Les Boston Celtics sont les champions d’il y a deux ans. Pour retrouver l’ivresse d’un titre NBA, ils ont senti qu’ils ne devaient pas trop forcer durant la saison régulière afin d’être en super forme pour les playoffs : ainsi, on a vu des Celtics quelque peu fébriles durant 82 matchs, pas des plus dominateurs ni des plus physiques. Avec cette saison en demi-teinte, les Celtics ne se sont pas trop bien positionnés, finissant à une très moyenne 4ème place de la conférence Est.

Opposés en demi-finales de conférence aux Cavs, prétendant au titre suprême grâce notamment à un gros recrutement pour épauler LeBron James, les Celtics ont montré que leur saison n’était qu’un leurre : boostés par l’enjeu, les Garnett, Pierce, Allen, Rondo et & co ont tout mangé sur leur passage (du feu, des cavaliers et des magiciens : ça fait un peu Legend of Mana tout ça…), et aujourd’hui les voila en NBA Finals, leurs deuxième en trois ans.
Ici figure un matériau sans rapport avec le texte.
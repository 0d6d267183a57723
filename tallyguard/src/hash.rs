use crate::*;
use num_bigint::BigUint;
use sha2::{Digest, Sha256};

/// One input to [`hash_elems`].
///
/// Every element is rendered to a string and fed to SHA-256 between `|` separators:
/// group elements as uppercase hex, numbers in decimal, text verbatim, and nested
/// sequences as the hex of their own hash.
#[derive(Debug, Clone)]
pub enum HashElem<'a> {
    P(&'a ElementModP),
    Q(&'a ElementModQ),
    Text(&'a str),
    Num(u64),
    Seq(Vec<HashElem<'a>>),
    Null,
}

impl<'a> From<&'a ElementModP> for HashElem<'a> {
    fn from(e: &'a ElementModP) -> Self {
        HashElem::P(e)
    }
}

impl<'a> From<&'a ElementModQ> for HashElem<'a> {
    fn from(e: &'a ElementModQ) -> Self {
        HashElem::Q(e)
    }
}

impl<'a> From<&'a str> for HashElem<'a> {
    fn from(s: &'a str) -> Self {
        HashElem::Text(s)
    }
}

impl<'a> From<&'a String> for HashElem<'a> {
    fn from(s: &'a String) -> Self {
        HashElem::Text(s.as_str())
    }
}

impl<'a> From<u64> for HashElem<'a> {
    fn from(n: u64) -> Self {
        HashElem::Num(n)
    }
}

impl<'a> From<u32> for HashElem<'a> {
    fn from(n: u32) -> Self {
        HashElem::Num(n as u64)
    }
}

impl<'a, T: Into<HashElem<'a>>> From<Vec<T>> for HashElem<'a> {
    fn from(items: Vec<T>) -> Self {
        HashElem::Seq(items.into_iter().map(Into::into).collect())
    }
}

/// Hash a sequence of elements into an exponent mod q.
pub fn hash_elems(group: &Group, elems: &[HashElem]) -> ElementModQ {
    let mut hasher = Sha256::new();
    hasher.update(b"|");
    for elem in elems {
        let repr = match elem {
            HashElem::P(e) => e.to_hex(),
            HashElem::Q(e) => e.to_hex(),
            HashElem::Text(s) => s.to_string(),
            HashElem::Num(n) => n.to_string(),
            HashElem::Seq(items) => hash_elems(group, items).to_hex(),
            HashElem::Null => "null".to_string(),
        };
        hasher.update(repr.as_bytes());
        hasher.update(b"|");
    }
    let digest = hasher.finalize();
    group.reduce_q(BigUint::from_bytes_be(&digest))
}
use crate::*;
use rand::{CryptoRng, RngCore};

/// Public commitment `K_j = g^{a_j}` to one polynomial coefficient, with a Schnorr proof
/// of knowledge of `a_j`. The commitment itself is `proof.public_key`.
#[derive(Debug, Clone, PartialEq, Eq)]
pub struct CoefficientCommitment {
    pub order: u32,
    pub proof: SchnorrProof,
}

impl CoefficientCommitment {
    pub fn commitment(&self) -> &ElementModP {
        &self.proof.public_key
    }
}

/// A trustee's secret polynomial `P(x) = a_0 + a_1 x + ... + a_{t-1} x^{t-1}`.
///
/// `a_0` is the trustee's share of the election secret; `g^{a_0}` its primary public key.
#[derive(Clone)]
pub struct ElectionPolynomial {
    coefficients: Vec<ElementModQ>,
    commitments: Vec<CoefficientCommitment>,
}

impl ElectionPolynomial {
    /// Random polynomial with `threshold` coefficients, each committed and proven.
    pub fn generate<R: RngCore + CryptoRng>(group: &Group, rng: &mut R, threshold: u32) -> Self {
        let mut coefficients = Vec::with_capacity(threshold as usize);
        let mut commitments = Vec::with_capacity(threshold as usize);
        for order in 0..threshold {
            let keypair = ElGamalKeyPair::generate(group, rng);
            let proof = SchnorrProof::make(group, &keypair, &group.rand_q(rng));
            coefficients.push(keypair.secret);
            commitments.push(CoefficientCommitment { order, proof });
        }
        ElectionPolynomial {
            coefficients,
            commitments,
        }
    }

    pub fn threshold(&self) -> u32 {
        self.coefficients.len() as u32
    }

    /// `a_0`, the trustee's secret key share.
    pub fn secret(&self) -> &ElementModQ {
        &self.coefficients[0]
    }

    pub fn public_key(&self) -> &ElementModP {
        self.commitments[0].commitment()
    }

    pub fn commitments(&self) -> &[CoefficientCommitment] {
        &self.commitments
    }

    /// Evaluate `P(index) mod q` by Horner's rule.
    pub fn coordinate(&self, group: &Group, index: u32) -> ElementModQ {
        let x = group.q_from_u64(index as u64);
        self.coefficients
            .iter()
            .rev()
            .fold(group.zero_q(), |acc, coeff| {
                group.add_q(&group.mul_q(&acc, &x), coeff)
            })
    }
}

/// `g^{P(index)}` computed from public commitments alone: `prod_j K_j^(index^j)`.
pub fn compute_recovery_public_key(
    group: &Group,
    commitments: &[CoefficientCommitment],
    index: u32,
) -> ElementModP {
    let x = group.q_from_u64(index as u64);
    let mut exponent = group.q_from_u64(1);
    let mut product = group.one_p();
    for commitment in commitments {
        product = group.mul_p(&product, &group.pow_p(commitment.commitment(), &exponent));
        exponent = group.mul_q(&exponent, &x);
    }
    product
}

/// Check a decrypted backup coordinate against the sender's public commitments.
pub fn verify_polynomial_coordinate(
    group: &Group,
    coordinate: &ElementModQ,
    index: u32,
    commitments: &[CoefficientCommitment],
) -> bool {
    group.g_pow(coordinate) == compute_recovery_public_key(group, commitments, index)
}

/// Lagrange coefficient at zero for `index` over the set `index ∪ others`:
/// `prod_{j in others} j / (j - index) mod q`.
pub fn lagrange_coefficient(group: &Group, index: u32, others: &[u32]) -> ElementModQ {
    let i = group.q_from_u64(index as u64);
    let mut numerator = group.q_from_u64(1);
    let mut denominator = group.q_from_u64(1);
    for &other in others.iter().filter(|&&j| j != index) {
        let j = group.q_from_u64(other as u64);
        numerator = group.mul_q(&numerator, &j);
        denominator = group.mul_q(&denominator, &group.sub_q(&j, &i));
    }
    group.mul_q(&numerator, &group.inv_q(&denominator))
}

#[cfg(test)]
mod tests {
    use super::*;
    use quickcheck::TestResult;
    use quickcheck_macros::quickcheck;

    #[test]
    fn test_polynomial() {
        let group = Group::reduced();
        let mut rng = rand::thread_rng();
        let polynomial = ElectionPolynomial::generate(&group, &mut rng, 3);

        assert_eq!(polynomial.threshold(), 3);
        assert_eq!(polynomial.coordinate(&group, 0), *polynomial.secret());

        for commitment in polynomial.commitments() {
            assert!(commitment.proof.is_valid(&group));
        }

        for index in 1..5 {
            let coordinate = polynomial.coordinate(&group, index);
            assert!(verify_polynomial_coordinate(
                &group,
                &coordinate,
                index,
                polynomial.commitments()
            ));
            let wrong = group.add_q(&coordinate, &group.q_from_u64(1));
            assert!(!verify_polynomial_coordinate(
                &group,
                &wrong,
                index,
                polynomial.commitments()
            ));
        }
    }

    #[test]
    fn test_horner_matches_naive() {
        let group = Group::reduced();
        let mut rng = rand::thread_rng();
        let polynomial = ElectionPolynomial::generate(&group, &mut rng, 4);

        let x = group.q_from_u64(7);
        let mut naive = group.zero_q();
        let mut power = group.q_from_u64(1);
        for coefficient in &polynomial.coefficients {
            naive = group.add_q(&naive, &group.mul_q(coefficient, &power));
            power = group.mul_q(&power, &x);
        }
        assert_eq!(polynomial.coordinate(&group, 7), naive);
    }

    #[quickcheck]
    fn quickcheck_interpolation(threshold: u8, offset: u8) -> TestResult {
        let threshold = threshold as u32;
        if threshold < 1 || threshold > 6 {
            return TestResult::discard();
        }
        let group = Group::reduced();
        let mut rng = rand::thread_rng();
        let polynomial = ElectionPolynomial::generate(&group, &mut rng, threshold);

        // Any `threshold` distinct indices reconstruct P(0)
        let indices: Vec<u32> = (0..threshold).map(|i| 1 + offset as u32 + 2 * i).collect();
        let mut secret = group.zero_q();
        for &index in &indices {
            let w = lagrange_coefficient(&group, index, &indices);
            let y = polynomial.coordinate(&group, index);
            secret = group.add_q(&secret, &group.mul_q(&w, &y));
        }
        TestResult::from_bool(&secret == polynomial.secret())
    }
}
use crate::config::Config;
use rand::Rng;
use std::collections::BTreeSet;
use tallyguard::*;
use uuid::Uuid;

const VOTING_WINDOW: u64 = 3600;

#[derive(serde::Serialize)]
struct SimulationReport {
    election: Election,
    expected: PlaintextBallot,
    result: ElectionResult,
    tracking_log: TrackingLog,
}

fn fail<E: std::fmt::Display>(what: &str, e: E) -> ! {
    eprintln!("tallyguard simulate: {}: {}", what, e);
    std::process::exit(1);
}

pub fn command_simulate(matches: &clap::ArgMatches, config: &Config) {
    let absent: BTreeSet<u32> = match matches.value_of("absent") {
        Some(list) => list
            .split(',')
            .filter(|s| !s.trim().is_empty())
            .map(|s| {
                s.trim()
                    .parse()
                    .unwrap_or_else(|e| fail("invalid --absent trustee index", e))
            })
            .collect(),
        None => BTreeSet::new(),
    };
    if let Some(index) = absent.iter().find(|i| **i == 0 || **i > config.trustees) {
        fail("invalid --absent trustee index", index);
    }

    let options = ["Yes", "No", "Abstain"];
    let manifest = ContestDescription::new("measure-1", 0, "Measure 1", 1, &options)
        .and_then(|contest| Manifest::new(vec![contest]))
        .unwrap_or_else(|e| fail("unable to build manifest", e));

    let clock = ManualClock::new(SystemClock.now());
    let service = ElectionService::new(config.service_config(), MemStore::new(), clock);
    let authority = Caller::new("election-authority");
    let voters: Vec<Caller> = (1..=config.voters)
        .map(|i| Caller::new(format!("voter-{}", i)))
        .collect();

    let setup = ElectionSetup {
        title: "Simulated election".into(),
        authority: authority.identity.clone(),
        trustees: (1..=config.trustees).map(|i| format!("trustee-{}", i)).collect(),
        threshold: config.threshold,
        automated_trustee: config.automated_trustee,
        end_time: service.clock().now() + VOTING_WINDOW,
        manifest,
        voters: voters.iter().map(|v| v.identity.clone()).collect(),
    };
    let id = service
        .create_election(&authority, setup)
        .unwrap_or_else(|e| fail("unable to create election", e));

    let mut rng = rand::thread_rng();
    let mut trustees = Vec::with_capacity(config.trustees as usize);
    for index in 1..=config.trustees {
        let trustee = RemoteTrustee::new(service.group(), index, &mut rng)
            .unwrap_or_else(|e| fail("unable to create trustee", e));
        trustees.push((Caller::new(format!("trustee-{}", index)), trustee));
    }

    let transition = |target: Phase| {
        service
            .transition(&authority, id, target)
            .unwrap_or_else(|e| fail("transition failed", e));
    };

    // Key ceremony
    for (caller, trustee) in &trustees {
        service
            .submit_aux_key(caller, id, trustee.aux_public_key().clone())
            .unwrap_or_else(|e| fail("aux key rejected", e));
    }
    transition(Phase::Epkb);
    for (caller, trustee) in trustees.iter_mut() {
        let submission = service
            .key_ceremony_request(caller, id)
            .and_then(|request| trustee.key_ceremony(&request))
            .unwrap_or_else(|e| fail("key ceremony failed", e));
        service
            .submit_key_ceremony(caller, id, submission)
            .unwrap_or_else(|e| fail("key ceremony rejected", e));
    }
    transition(Phase::KeyCeremonyFinished);
    for (caller, trustee) in trustees.iter_mut() {
        service
            .backup_delivery(caller, id)
            .and_then(|delivery| trustee.receive_backups(&delivery))
            .unwrap_or_else(|e| fail("backup verification failed", e));
    }
    transition(Phase::Open);

    // Voting
    let election = service
        .election(id)
        .unwrap_or_else(|e| fail("unable to read election", e));
    let (key, qbar) = match (&election.joint_public_key, &election.extended_base_hash) {
        (Some(key), Some(qbar)) => (key.clone(), qbar.clone()),
        _ => fail("key ceremony", "no joint public key"),
    };
    let encryptor = BallotEncryptor::new(service.group(), &election.manifest, &key, &qbar);

    let mut expected = vec![0u64; options.len()];
    for voter in &voters {
        let choice = rng.gen_range(0, options.len());
        let mut votes = vec![0u64; options.len()];
        votes[choice] = 1;
        expected[choice] += 1;

        let mut plaintext = PlaintextBallot::new();
        plaintext.insert("measure-1".into(), votes);
        let submission = encryptor
            .encrypt_ballot(
                &mut rng,
                &format!("sim-{}", Uuid::new_v4()),
                "simulator",
                service.clock().now(),
                &plaintext,
            )
            .unwrap_or_else(|e| fail("unable to encrypt ballot", e));
        let receipt = service
            .submit_ballot(voter, id, submission)
            .unwrap_or_else(|e| fail("ballot rejected", e));
        service
            .confirm_ballot(voter, id, &receipt.tracking_code)
            .unwrap_or_else(|e| fail("confirmation rejected", e));
        tracing::debug!(voter = %voter.identity, code = %receipt.tracking_code, "ballot cast");
    }

    // Close voting and decrypt
    service.clock().advance(VOTING_WINDOW);
    service
        .observe_closing(id)
        .unwrap_or_else(|e| fail("unable to close voting", e));

    let present: Vec<&(Caller, RemoteTrustee)> = trustees
        .iter()
        .filter(|(_, t)| !absent.contains(&t.index()))
        .collect();
    for (caller, trustee) in &present {
        let submission = service
            .decryption_request(caller, id)
            .and_then(|request| trustee.partial_decrypt(&request))
            .unwrap_or_else(|e| fail("partial decryption failed", e));
        service
            .submit_partial_decryption(caller, id, submission)
            .unwrap_or_else(|e| fail("partial decryption rejected", e));
    }
    if !absent.is_empty() {
        transition(Phase::PpDecryption);
        for (caller, trustee) in &present {
            let submission = service
                .compensation_request(caller, id)
                .and_then(|request| trustee.compensate(&request))
                .unwrap_or_else(|e| fail("compensation failed", e));
            service
                .submit_compensation(caller, id, submission)
                .unwrap_or_else(|e| fail("compensation rejected", e));
        }
    }
    transition(Phase::Done);

    let result = service
        .result(id)
        .unwrap_or_else(|e| fail("unable to read result", e));
    let tracking_log = service
        .tracking_log(id)
        .unwrap_or_else(|e| fail("unable to read tracking log", e));
    if result.tally.get("measure-1") != Some(&expected) {
        fail("tally mismatch", format!("expected {:?}", expected));
    }

    let mut expected_ballot = PlaintextBallot::new();
    expected_ballot.insert("measure-1".into(), expected);
    let report = SimulationReport {
        election: service
            .election(id)
            .unwrap_or_else(|e| fail("unable to read election", e)),
        expected: expected_ballot,
        result,
        tracking_log,
    };
    match serde_json::to_string_pretty(&report) {
        Ok(json) => println!("{}", json),
        Err(e) => fail("unable to serialize report", e),
    }
}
Petit tour d’horizon des forces en présence : Les Celtics présentent exactement le même cinq de départ qu’il y a deux quand ils ont battu les Lakers en NBA Finals. Mais contrairement à 2008 où les Celtics ont gagné le titre MALGRE la présence de Rajon Rondo, cette année les Celtics ont atteint les NBA Finals surtout GRACE à ce même Rajon Rondo : à l’époque un peu jeune et frêle, il est aujourd’hui devenu l’un des tout meilleurs meneurs de jeu de la ligue. Le Big Three originel a peut-être un peu perdu de sa superbe, mais rien du tout de sa motivation et de ses qualités intrinsèques…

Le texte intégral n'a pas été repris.